> **WHAT TO DO**
If a line in the entries below includes "InputEvent", show that line.
-------- MATERIAL PROVIDED --------
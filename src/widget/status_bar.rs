//! Status Bar Widget: one-row header/footer chrome.
//!
//! The header shows the title and the running state; the footer lists key
//! bindings. Both hide and show together, so a hidden bar draws nothing.

use crate::actor::InputEvent;
use crate::buffer::{text_width, Buffer, Modifiers, Style};
use crate::layout::Rect;
use crate::theme::Theme;
use super::traits::Widget;

/// A one-row bar with left, center and right sections plus key hints.
#[derive(Debug)]
pub struct StatusBar {
    left: String,
    center: String,
    right: String,
    /// `(key, description)` pairs drawn after the left section.
    hints: Vec<(String, String)>,
    visible: bool,
    bounds: Rect,
    dirty: bool,
}

impl StatusBar {
    /// Create a visible, empty status bar.
    pub const fn new(bounds: Rect) -> Self {
        Self {
            left: String::new(),
            center: String::new(),
            right: String::new(),
            hints: Vec::new(),
            visible: true,
            bounds,
            dirty: true,
        }
    }

    /// Set the left section content.
    pub fn set_left(&mut self, text: impl Into<String>) {
        self.update(|bar| &mut bar.left, text.into());
    }

    /// Set the center section content.
    pub fn set_center(&mut self, text: impl Into<String>) {
        self.update(|bar| &mut bar.center, text.into());
    }

    /// Set the right section content.
    pub fn set_right(&mut self, text: impl Into<String>) {
        self.update(|bar| &mut bar.right, text.into());
    }

    /// Replace the key hints.
    pub fn set_hints<K, D>(&mut self, hints: impl IntoIterator<Item = (K, D)>)
    where
        K: Into<String>,
        D: Into<String>,
    {
        self.hints = hints.into_iter().map(|(k, d)| (k.into(), d.into())).collect();
        self.dirty = true;
    }

    /// Show or hide the bar.
    pub fn set_visible(&mut self, visible: bool) {
        if self.visible != visible {
            self.visible = visible;
            self.dirty = true;
        }
    }

    /// Whether the bar is shown.
    pub const fn is_visible(&self) -> bool {
        self.visible
    }

    /// Left section content.
    pub fn left(&self) -> &str {
        &self.left
    }

    /// Center section content.
    pub fn center(&self) -> &str {
        &self.center
    }

    /// Right section content.
    pub fn right(&self) -> &str {
        &self.right
    }

    fn update(&mut self, field: impl FnOnce(&mut Self) -> &mut String, text: String) {
        let slot = field(self);
        if *slot != text {
            *slot = text;
            self.dirty = true;
        }
    }
}

impl Widget for StatusBar {
    fn bounds(&self) -> Rect {
        self.bounds
    }

    fn set_bounds(&mut self, bounds: Rect) {
        self.bounds = bounds;
        self.dirty = true;
    }

    fn render(&self, buffer: &mut Buffer, theme: &Theme) {
        if !self.visible || self.bounds.is_empty() {
            return;
        }
        let Rect { x, y, .. } = self.bounds;
        let end = self.bounds.right();
        let base = Style::new(theme.foreground, theme.panel);

        buffer.fill_rect(self.bounds, base.cell(' '));

        // Left: text, then key hints.
        let mut col = x + 1;
        col += buffer.draw_text(col, y, &self.left, base.with_modifiers(Modifiers::BOLD), end);
        if !self.left.is_empty() && !self.hints.is_empty() {
            col += 2;
        }
        let key_style = Style::new(theme.primary, theme.panel).with_modifiers(Modifiers::BOLD);
        let desc_style = Style::new(theme.foreground_muted, theme.panel);
        for (key, desc) in &self.hints {
            if col >= end {
                break;
            }
            col += buffer.draw_text(col, y, key, key_style, end);
            col += buffer.draw_text(col + 1, y, desc, desc_style, end) + 1;
            col += 2;
        }

        // Center, unless it would collide with the left content.
        let center_w = text_width(&self.center);
        let center_x = x + self.bounds.width.saturating_sub(center_w) / 2;
        if !self.center.is_empty() && center_x >= col {
            buffer.draw_text(center_x, y, &self.center, base, end);
        }

        // Right-aligned, one column of padding.
        let right_w = text_width(&self.right);
        if !self.right.is_empty() && right_w + 1 < self.bounds.width {
            let right_x = end - right_w - 1;
            buffer.draw_text(right_x, y, &self.right, Style::new(theme.foreground_muted, theme.panel), end);
        }
    }

    fn handle_input(&mut self, _event: &InputEvent) -> bool {
        false
    }

    fn needs_redraw(&self) -> bool {
        self.dirty
    }

    fn clear_redraw(&mut self) {
        self.dirty = false;
    }
}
--------
> **THE ANSWER**
use crate::actor::InputEvent;
    fn handle_input(&mut self, _event: &InputEvent) -> bool {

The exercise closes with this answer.